• _EXERCISE OBJECTIVE_: Each line of the data needs to be transcribed exactly.

Segment Start: EXERCISE MATERIALS

#[cfg(test)]
mod tests {
    use anchor_lang::prelude::*;
    use anchor_lang::solana_program::hash::hash;

    use crate::constants::*;
    use crate::error::DistributorError;
    use crate::test::{assert_distributor_error, test_key};
    use crate::utils::*;

    fn escrow_data(locker: Pubkey, owner: Pubkey, tokens: Pubkey, is_max_lock: bool) -> Vec<u8> {
        let mut data = anchor_discriminator(ESCROW_ACCOUNT_PREIMAGE).to_vec();
        data.extend_from_slice(locker.as_ref());
        data.extend_from_slice(owner.as_ref());
        data.push(254);
        data.extend_from_slice(tokens.as_ref());
        data.extend_from_slice(&5_000u64.to_le_bytes());
        data.extend_from_slice(&1_700_000_000i64.to_le_bytes());
        data.extend_from_slice(&1_800_000_000i64.to_le_bytes());
        data.extend_from_slice(owner.as_ref());
        data.push(u8::from(is_max_lock));
        // Trailing fields of the escrow are ignored
        data.extend_from_slice(&[0u8; 64]);
        data
    }

    #[test]
    fn test_discriminators_follow_anchor_scheme() {
        let digest = hash(b"global:increase_locked_amount").to_bytes();
        let data = increase_locked_amount_data(42);

        assert_eq!(data.len(), 16);
        assert_eq!(&data[..8], &digest[..8]);
        assert_eq!(&data[8..], &42u64.to_le_bytes());
    }

    #[test]
    fn test_decode_escrow_prefix() {
        let (locker, owner, tokens) = (test_key(1), test_key(2), test_key(3));
        let escrow = EscrowPrefix::try_from_account_data(&escrow_data(locker, owner, tokens, true)).unwrap();

        assert_eq!(escrow.locker, locker);
        assert_eq!(escrow.owner, owner);
        assert_eq!(escrow.bump, 254);
        assert_eq!(escrow.tokens, tokens);
        assert_eq!(escrow.amount, 5_000);
        assert_eq!(escrow.vote_delegate, owner);
        assert!(escrow.is_max_lock);

        escrow.validate(locker, owner, tokens).unwrap();
    }

    #[test]
    fn test_reject_foreign_account_data() {
        let mut data = escrow_data(test_key(1), test_key(2), test_key(3), true);
        data[0] ^= 0xff;
        assert_distributor_error(
            EscrowPrefix::try_from_account_data(&data),
            DistributorError::TypeCastedError,
        );

        let short = anchor_discriminator(ESCROW_ACCOUNT_PREIMAGE).to_vec();
        assert_distributor_error(
            EscrowPrefix::try_from_account_data(&short),
            DistributorError::TypeCastedError,
        );
    }

    #[test]
    fn test_validate_escrow() {
        let (locker, owner, tokens) = (test_key(1), test_key(2), test_key(3));
        let escrow = EscrowPrefix::try_from_account_data(&escrow_data(locker, owner, tokens, true)).unwrap();

        assert_distributor_error(
            escrow.validate(test_key(9), owner, tokens),
            DistributorError::InvalidLocker,
        );
        assert_distributor_error(
            escrow.validate(locker, test_key(9), tokens),
            DistributorError::OwnerMismatch,
        );
        assert_distributor_error(
            escrow.validate(locker, owner, test_key(9)),
            DistributorError::OwnerMismatch,
        );

        let not_max_lock =
            EscrowPrefix::try_from_account_data(&escrow_data(locker, owner, tokens, false)).unwrap();
        assert_distributor_error(
            not_max_lock.validate(locker, owner, tokens),
            DistributorError::EscrowIsNotMaxLock,
        );
    }
}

Segment End: EXERCISE MATERIALS

• _EXERCISE OUTPUT_:
#[cfg(test)]
mod tests {
    use anchor_lang::prelude::*;
    use anchor_lang::solana_program::hash::hash;

    use crate::constants::*;
    use crate::error::DistributorError;
    use crate::test::{assert_distributor_error, test_key};
    use crate::utils::*;

    fn escrow_data(locker: Pubkey, owner: Pubkey, tokens: Pubkey, is_max_lock: bool) -> Vec<u8> {
        let mut data = anchor_discriminator(ESCROW_ACCOUNT_PREIMAGE).to_vec();
        data.extend_from_slice(locker.as_ref());
        data.extend_from_slice(owner.as_ref());
        data.push(254);
        data.extend_from_slice(tokens.as_ref());
        data.extend_from_slice(&5_000u64.to_le_bytes());
        data.extend_from_slice(&1_700_000_000i64.to_le_bytes());
        data.extend_from_slice(&1_800_000_000i64.to_le_bytes());
        data.extend_from_slice(owner.as_ref());
        data.push(u8::from(is_max_lock));
        // Trailing fields of the escrow are ignored
        data.extend_from_slice(&[0u8; 64]);
        data
    }

    #[test]
    fn test_discriminators_follow_anchor_scheme() {
        let digest = hash(b"global:increase_locked_amount").to_bytes();
        let data = increase_locked_amount_data(42);

        assert_eq!(data.len(), 16);
        assert_eq!(&data[..8], &digest[..8]);
        assert_eq!(&data[8..], &42u64.to_le_bytes());
    }

    #[test]
    fn test_decode_escrow_prefix() {
        let (locker, owner, tokens) = (test_key(1), test_key(2), test_key(3));
        let escrow = EscrowPrefix::try_from_account_data(&escrow_data(locker, owner, tokens, true)).unwrap();

        assert_eq!(escrow.locker, locker);
        assert_eq!(escrow.owner, owner);
        assert_eq!(escrow.bump, 254);
        assert_eq!(escrow.tokens, tokens);
        assert_eq!(escrow.amount, 5_000);
        assert_eq!(escrow.vote_delegate, owner);
        assert!(escrow.is_max_lock);

        escrow.validate(locker, owner, tokens).unwrap();
    }

    #[test]
    fn test_reject_foreign_account_data() {
        let mut data = escrow_data(test_key(1), test_key(2), test_key(3), true);
        data[0] ^= 0xff;
        assert_distributor_error(
            EscrowPrefix::try_from_account_data(&data),
            DistributorError::TypeCastedError,
        );

        let short = anchor_discriminator(ESCROW_ACCOUNT_PREIMAGE).to_vec();
        assert_distributor_error(
            EscrowPrefix::try_from_account_data(&short),
            DistributorError::TypeCastedError,
        );
    }

    #[test]
    fn test_validate_escrow() {
        let (locker, owner, tokens) = (test_key(1), test_key(2), test_key(3));
        let escrow = EscrowPrefix::try_from_account_data(&escrow_data(locker, owner, tokens, true)).unwrap();

        assert_distributor_error(
            escrow.validate(test_key(9), owner, tokens),
            DistributorError::InvalidLocker,
        );
        assert_distributor_error(
            escrow.validate(locker, test_key(9), tokens),
            DistributorError::OwnerMismatch,
        );
        assert_distributor_error(
            escrow.validate(locker, owner, test_key(9)),
            DistributorError::OwnerMismatch,
        );

        let not_max_lock =
            EscrowPrefix::try_from_account_data(&escrow_data(locker, owner, tokens, false)).unwrap();
        assert_distributor_error(
            not_max_lock.validate(locker, owner, tokens),
            DistributorError::EscrowIsNotMaxLock,
        );
    }
}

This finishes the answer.